There are numerous birding spots in the area, 2 of my favourites being:
– Bokkomlaan
– Kliphoek Salt Pans

A) Bokkomlaan – this avenue (laan in Afrikaans) is famous because it is home of the dried fish industry of South Africa – the word Bokkoms describes the dry, salted fish biltong – the fish (mainly mullet or more commonly known as harder) is still hung up to dry for 3 weeks just like it was done a hundred years ago.
Birding is best at low tide when the mud flats are exposed as the water level falls giving access to the various crustaceans for the waders to feed on. Birds to look out for are Great White Peligans, Black-winged Stilts, Grey Heron and Kingfishers (Pied, Giant and Malachite).

The photos below illustrates how the bokkoms are typically hung up to dry.

B) Kliphoek Salt Pan – The pans and mud banks of the estuary along the Berg River supports the migratory waders that visit the area between October and April every year. Birds to look out for are Red-necked Phalarope, Terns, Ruffs, Marsh Sandpipers and various Plovers (look out for the rare Caspian Plover!)

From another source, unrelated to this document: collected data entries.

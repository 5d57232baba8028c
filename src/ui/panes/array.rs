//! Array pane: the heap as a row of cells with their indices

use crate::ui::theme::DEFAULT_THEME;
use crate::ui::view::{CellState, HeapView};
use ratatui::{
    layout::Rect,
    style::{Color, Modifier, Style},
    text::{Line, Span},
    widgets::{Block, Borders, Paragraph, Wrap},
    Frame,
};

fn cell_style(state: CellState) -> Style {
    let bg = match state {
        CellState::Default => DEFAULT_THEME.node_default,
        CellState::Root => DEFAULT_THEME.node_root,
        CellState::Comparing => DEFAULT_THEME.comparing,
        CellState::Swapping => DEFAULT_THEME.swapping,
        CellState::Sorted => DEFAULT_THEME.sorted,
    };
    Style::default()
        .bg(bg)
        .fg(Color::Black)
        .add_modifier(Modifier::BOLD)
}

/// Width of one cell, wide enough for the longest value
pub fn cell_width(values: &[f64]) -> usize {
    values
        .iter()
        .map(|v| v.to_string().len())
        .max()
        .unwrap_or(1)
        + 2
}

/// Render the array pane
pub fn render_array_pane(frame: &mut Frame, area: Rect, view: &HeapView) {
    let block = Block::default()
        .title(" Array ")
        .borders(Borders::ALL)
        .border_style(Style::default().fg(DEFAULT_THEME.border_normal));

    if view.heap.is_empty() {
        let paragraph = Paragraph::new("(empty)")
            .block(block)
            .style(Style::default().fg(DEFAULT_THEME.comment));
        frame.render_widget(paragraph, area);
        return;
    }

    let width = cell_width(&view.heap);
    let mut values = Vec::with_capacity(view.heap.len() * 2);
    let mut indices = Vec::with_capacity(view.heap.len() * 2);

    for (index, value) in view.heap.iter().enumerate() {
        values.push(Span::styled(
            format!("{:^width$}", value, width = width),
            cell_style(view.cell_state(index)),
        ));
        values.push(Span::raw(" "));

        indices.push(Span::styled(
            format!("{:^width$}", index, width = width),
            Style::default().fg(DEFAULT_THEME.comment),
        ));
        indices.push(Span::raw(" "));
    }

    let paragraph = Paragraph::new(vec![Line::from(values), Line::from(indices)])
        .block(block)
        .wrap(Wrap { trim: false });
    frame.render_widget(paragraph, area);
}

I have added 7 new birds (lifers) to our lifer list the past few weekends when visiting Velddrif, this Chestnut-banded Plover (below) photographed at Kliphoek Salt Pans is one of the highlights.

The long legged Black-winged Stilt is a prime example of why they are called waders!

If you are interested in photographing waders then Velddrif should be at the top of your list.